In all three uses, the formation is the same — haber in the future + past participle. The interpretation depends on context.

Negation and questions

Negate by putting no in front of the whole compound:

No habré terminado para entonces, lo siento.

I won't have finished by then, sorry.

No habrán salido todavía, son las seis y media.

They probably haven't left yet, it's only six thirty.

For questions, intonation does most of the work in spoken Spanish:

¿Habrás acabado para las diez?

Will you have finished by ten?

¿Cuántas personas habrán venido a la conferencia?

How many people will have come to the conference? (or: 'I wonder how many came...')

Common Mistakes

❌ Para mañana, habré terminada el informe.

The participle doesn't agree — even with a feminine speaker it stays 'terminado'.

✅ Para mañana, habré terminado el informe.

By tomorrow, I'll have finished the report.

❌ ¿Habreis cenado ya?

Missing the accent — vosotros form requires 'habréis'.

✅ ¿Habréis cenado ya?

Will you (all) have eaten already?

❌ Habré ya leído el libro.

Adverbs cannot sit between haber and the participle.

✅ Ya habré leído el libro. / Habré leído ya el libro.

I'll have already read the book.

❌ Para diciembre, habré escribido la tesis.

'escribir' has an irregular participle: 'escrito'.

✅ Para diciembre, habré escrito la tesis.

By December, I'll have written my thesis.

❌ Lo habré hacido todo antes de las cinco.

'hacer' has an irregular participle: 'hecho'.

✅ Lo habré hecho todo antes de las cinco.

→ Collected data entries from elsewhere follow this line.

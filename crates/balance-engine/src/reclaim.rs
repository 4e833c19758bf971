// Copyright (c) 2025 Dimitris Kafetzis
//
// Licensed under the MIT License.
// See LICENSE file in the project root for full license information.
//
// SPDX-License-Identifier: MIT

//! Stages 2 and 3: defending the free-memory reserves.
//!
//! Both stages only schedule trimming by lowering records' planned
//! `memsize`; nothing is enacted here.
//!
//! The hard reserve is met by force, in five rounds that start with the
//! domains least likely to suffer (long-idle ones, then over-quota ones)
//! and end with last-resort trimming of every runnable domain toward its
//! minimum — including domains without fresh data, ranked by resist force
//! with rate treated as zero (young domains get the benefit of the doubt
//! instead).
//!
//! The soft reserve is approached gradually: three rounds, each domain
//! capped by its per-tick `dmem_decr`, and recently expanded domains are
//! protected to stop upsize/downsize jitter.

use crate::forces::{eval_resist_force, ForceContext};
use crate::{Engine, EngineError};
use config_store::consts;
use domain_registry::{round_up, DomainRecord};
use host_gate::DomainId;

/// One more `dmem_decr` slice off the current planned size.
fn eval_more_decr(rec: &DomainRecord, quantum: i64) -> i64 {
    let mut m = (rec.memsize as f64 * (1.0 - rec.dmem_decr)) as i64;
    m = round_up(m, quantum);
    m = m.max(rec.dmem_min);
    m.min(rec.dmem_max)
}

/// Shrink protection after a recent expansion. Applies to the soft stage
/// and rebalancing, never to the hard stage.
pub(crate) fn is_shrink_soft_protected(tick: u64, rec: &DomainRecord) -> bool {
    tick.saturating_sub(rec.last_expand_tick) <= consts::SHRINK_PROTECTION_TICKS
}

// ── Stage 2: hard reserve ──────────────────────────────────────

pub(crate) fn stage_reserved_hard(eng: &mut Engine) -> Result<(), EngineError> {
    let hard = eng.config.host_reserved_hard.value() as i64;
    if eng.host_free < hard {
        let need = hard - eng.host_free;
        let reclaimed = hard_reclaim(eng, need);
        eng.host_free += reclaimed;

        if reclaimed >= need {
            tracing::debug!(reclaimed_kb = reclaimed, "reserved_hard met");
        } else {
            tracing::debug!(
                reclaimed_kb = reclaimed,
                short_kb = need - reclaimed,
                "reserved_hard not fully met"
            );
        }
    }
    Ok(())
}

/// Schedules trimming to recover up to `goal` KB. Returns the amount
/// actually scheduled, which can fall short when every candidate is at
/// its floor. Shared with the operator free-memory command.
pub(crate) fn hard_reclaim(eng: &mut Engine, goal: i64) -> i64 {
    let quantum = eng.quantum_kb() as i64;
    let mut goal = round_up(goal, quantum);
    let requested = goal;

    hard_round_1(eng, &mut goal);
    hard_round_2(eng, &mut goal);
    hard_round_3(eng, &mut goal);
    hard_round_4(eng, &mut goal);
    hard_round_5(eng, &mut goal);

    requested - goal
}

/// Domains idle the longest give first, down to the per-tick floor.
fn hard_round_1(eng: &mut Engine, goal: &mut i64) {
    if *goal <= 0 {
        return;
    }

    let mut vec: Vec<(i64, DomainId)> = eng
        .registry
        .managed_iter()
        .filter(|r| {
            r.valid_data && r.time_rate_below_low != 0 && r.flags.runnable() && !r.trimming_to_quota
        })
        .map(|r| (r.time_rate_below_low, r.domain_id))
        .collect();
    vec.sort_by(|a, b| b.0.cmp(&a.0).then(a.1.cmp(&b.1)));

    for (_, id) in vec {
        let rec = eng.registry.managed_mut(id).expect("candidate is managed");
        let trim = (rec.memsize - rec.memsize_decr).min(*goal);
        if trim > 0 {
            rec.memsize -= trim;
            *goal -= trim;
            if *goal <= 0 {
                break;
            }
        }
    }
}

/// Over-quota domains below the high rate, longest-below-high first, not
/// yet trimmed this tick, down to max(per-tick floor, quota).
fn hard_round_2(eng: &mut Engine, goal: &mut i64) {
    if *goal <= 0 {
        return;
    }

    let mut vec: Vec<(i64, DomainId)> = eng
        .registry
        .managed_iter()
        .filter(|r| {
            r.valid_data
                && r.time_rate_below_high != 0
                && r.memsize > r.dmem_quota
                && r.memsize == r.memsize0
                && r.flags.runnable()
                && !r.trimming_to_quota
        })
        .map(|r| (r.time_rate_below_high, r.domain_id))
        .collect();
    vec.sort_by(|a, b| b.0.cmp(&a.0).then(a.1.cmp(&b.1)));

    for (_, id) in vec {
        let rec = eng.registry.managed_mut(id).expect("candidate is managed");
        let floor = rec.memsize_decr.max(rec.dmem_quota);
        let trim = (rec.memsize - floor).min(*goal);
        if trim > 0 {
            rec.memsize -= trim;
            *goal -= trim;
            if *goal <= 0 {
                break;
            }
        }
    }
}

/// Same selection as round 2 but including already-trimmed domains: one
/// further `dmem_decr` slice on top of earlier trimming, never below
/// quota.
fn hard_round_3(eng: &mut Engine, goal: &mut i64) {
    if *goal <= 0 {
        return;
    }
    let quantum = eng.quantum_kb() as i64;

    let mut vec: Vec<(i64, DomainId)> = eng
        .registry
        .managed_iter()
        .filter(|r| {
            r.valid_data
                && r.time_rate_below_high != 0
                && r.memsize > r.dmem_quota
                && r.flags.runnable()
                && !r.trimming_to_quota
        })
        .map(|r| (r.time_rate_below_high, r.domain_id))
        .collect();
    vec.sort_by(|a, b| b.0.cmp(&a.0).then(a.1.cmp(&b.1)));

    for (_, id) in vec {
        let rec = eng.registry.managed_mut(id).expect("candidate is managed");
        let floor = eval_more_decr(rec, quantum).max(rec.dmem_quota);
        let trim = (rec.memsize - floor).min(*goal);
        if trim > 0 {
            rec.memsize -= trim;
            *goal -= trim;
            if *goal <= 0 {
                break;
            }
        }
    }
}

/// All over-quota domains by ascending resist force, in repeated
/// one-slice passes until the goal is met or all sit at quota. Domains
/// without fresh data count as rate zero.
fn hard_round_4(eng: &mut Engine, goal: &mut i64) {
    if *goal <= 0 {
        return;
    }
    let quantum = eng.quantum_kb() as i64;

    let mut ids: Vec<DomainId> = Vec::new();
    for id in eng.registry.managed_ids() {
        let rec = eng.registry.managed_mut(id).expect("managed id");
        if rec.memsize > rec.dmem_quota && rec.flags.runnable() && !rec.trimming_to_quota {
            if !rec.valid_data {
                rec.rate = 0;
                rec.slow_rate = 0;
                rec.fast_rate = 0;
            }
            ids.push(id);
        }
    }

    while *goal > 0 && !ids.is_empty() {
        rank_by_resist(eng, &mut ids);

        let mut k = 0;
        while k < ids.len() {
            let id = ids[k];
            let rec = eng.registry.managed_mut(id).expect("candidate is managed");
            let floor = eval_more_decr(rec, quantum).max(rec.dmem_quota);
            let trim = (rec.memsize - floor).min(*goal);
            if trim > 0 {
                rec.memsize -= trim;
                *goal -= trim;
                if *goal <= 0 {
                    break;
                }
            }
            if rec.memsize <= rec.dmem_quota {
                ids.remove(k);
            } else {
                k += 1;
            }
        }
    }
}

/// Last resort: every runnable domain above its minimum, by ascending
/// resist force, repeatedly, toward `dmem_min`. Non-reporting domains
/// count as rate zero — except young ones, which are presumed busy
/// booting and get a rate just above their high threshold.
fn hard_round_5(eng: &mut Engine, goal: &mut i64) {
    if *goal <= 0 {
        return;
    }
    let quantum = eng.quantum_kb() as i64;
    let host = eng.host_rc();

    let mut ids: Vec<DomainId> = Vec::new();
    for id in eng.registry.managed_ids() {
        let uptime = host.domain_uptime(id);
        let rec = eng.registry.managed_mut(id).expect("managed id");
        if rec.memsize > rec.dmem_min && rec.flags.runnable() {
            if !rec.valid_data {
                // The root domain is never young.
                if rec.domain_id != 0 && rec.startup_time >= 0 && uptime <= rec.startup_time {
                    rec.rate = rec.rate_high + 1;
                    rec.slow_rate = rec.rate_high + 1;
                    rec.fast_rate = rec.rate_high + 1;
                } else {
                    rec.rate = 0;
                    rec.slow_rate = 0;
                    rec.fast_rate = 0;
                }
            }
            ids.push(id);
        }
    }

    while *goal > 0 && !ids.is_empty() {
        rank_by_resist(eng, &mut ids);

        let mut k = 0;
        while k < ids.len() {
            let id = ids[k];
            let rec = eng.registry.managed_mut(id).expect("candidate is managed");
            let floor = eval_more_decr(rec, quantum).max(rec.dmem_min);
            let trim = (rec.memsize - floor).min(*goal);
            if trim > 0 {
                rec.memsize -= trim;
                *goal -= trim;
                if *goal <= 0 {
                    break;
                }
            }
            if rec.memsize <= rec.dmem_min {
                ids.remove(k);
            } else {
                k += 1;
            }
        }
    }
}

/// Recomputes resist forces for `ids` and sorts ascending.
fn rank_by_resist(eng: &mut Engine, ids: &mut [DomainId]) {
    let ctx = ForceContext::for_resist(
        ids.iter()
            .filter_map(|id| eng.registry.managed(*id)),
    );
    for &id in ids.iter() {
        let rec = eng.registry.managed_mut(id).expect("candidate is managed");
        eval_resist_force(&ctx, rec);
    }
    ids.sort_by(|a, b| {
        let fa = eng.registry.managed(*a).expect("managed").resist_force;
        let fb = eng.registry.managed(*b).expect("managed").resist_force;
        fa.partial_cmp(&fb)
            .unwrap_or(std::cmp::Ordering::Equal)
            .then(a.cmp(b))
    });
}

// ── Stage 3: soft reserve ──────────────────────────────────────

pub(crate) fn stage_reserved_soft(eng: &mut Engine) {
    let soft = eng.config.host_reserved_soft.value() as i64;
    if eng.host_free < soft {
        let need = soft - eng.host_free;
        let reclaimed = soft_reclaim(eng, need);
        eng.host_free += reclaimed;

        if reclaimed >= need {
            tracing::debug!(reclaimed_kb = reclaimed, "reserved_soft met");
        } else {
            tracing::debug!(
                reclaimed_kb = reclaimed,
                short_kb = need - reclaimed,
                "reserved_soft not fully met, continuing next tick"
            );
        }
    }
}

fn soft_reclaim(eng: &mut Engine, goal: i64) -> i64 {
    let quantum = eng.quantum_kb() as i64;
    let mut goal = round_up(goal, quantum);
    let requested = goal;

    soft_round(eng, &mut goal, SoftRound::LowRateOverQuota);
    soft_round(eng, &mut goal, SoftRound::LowRateAnySize);
    soft_round(eng, &mut goal, SoftRound::BelowHighOverQuota);

    requested - goal
}

enum SoftRound {
    /// rate ≤ low and size > quota, trim toward quota.
    LowRateOverQuota,
    /// rate ≤ low, any size, trim toward the minimum.
    LowRateAnySize,
    /// rate < high and size > quota, trim toward quota.
    BelowHighOverQuota,
}

fn soft_round(eng: &mut Engine, goal: &mut i64, round: SoftRound) {
    if *goal <= 0 {
        return;
    }
    let tick = eng.tick;

    let mut vec: Vec<(i64, DomainId)> = eng
        .registry
        .managed_iter()
        .filter(|r| {
            if !(r.valid_data && r.flags.runnable() && !r.trimming_to_quota)
                || is_shrink_soft_protected(tick, r)
            {
                return false;
            }
            match round {
                SoftRound::LowRateOverQuota => {
                    r.time_rate_below_low != 0 && r.memsize > r.dmem_quota
                }
                SoftRound::LowRateAnySize => r.time_rate_below_low != 0,
                SoftRound::BelowHighOverQuota => {
                    r.time_rate_below_high != 0 && r.memsize > r.dmem_quota
                }
            }
        })
        .map(|r| {
            let key = match round {
                SoftRound::BelowHighOverQuota => r.time_rate_below_high,
                _ => r.time_rate_below_low,
            };
            (key, r.domain_id)
        })
        .collect();
    vec.sort_by(|a, b| b.0.cmp(&a.0).then(a.1.cmp(&b.1)));

    for (_, id) in vec {
        let rec = eng.registry.managed_mut(id).expect("candidate is managed");
        // Total trim within the tick stays within dmem_decr: the floor is
        // the per-tick cap already charged with earlier trimming.
        let floor = match round {
            SoftRound::LowRateAnySize => rec.memsize_decr.max(rec.dmem_min),
            _ => rec.memsize_decr.max(rec.dmem_quota),
        };
        let trim = (rec.memsize - floor).min(*goal);
        if trim > 0 {
            rec.memsize -= trim;
            *goal -= trim;
            if *goal <= 0 {
                break;
            }
        }
    }
}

I'll have done it all before five.

Key Takeaways

  • The future perfect = haber in the future + past participle. Five forms have a written accent (habré, habrás, habrá, habréis, habrán), only habremos does not.
  • The vosotros form is habréis + participle — accent mandatory.
  • Past participles ending in -ado/-ido are invariable in compound tenses. No agreement with the subject.
  • A dozen high-frequency irregular participles (dicho, hecho, escrito, visto, vuelto, puesto, abierto, roto, muerto, cubierto, resuelto, impreso) must be memorised.
  • Nothing — no adverb, no pronoun, no negation — can sit between haber and the participle.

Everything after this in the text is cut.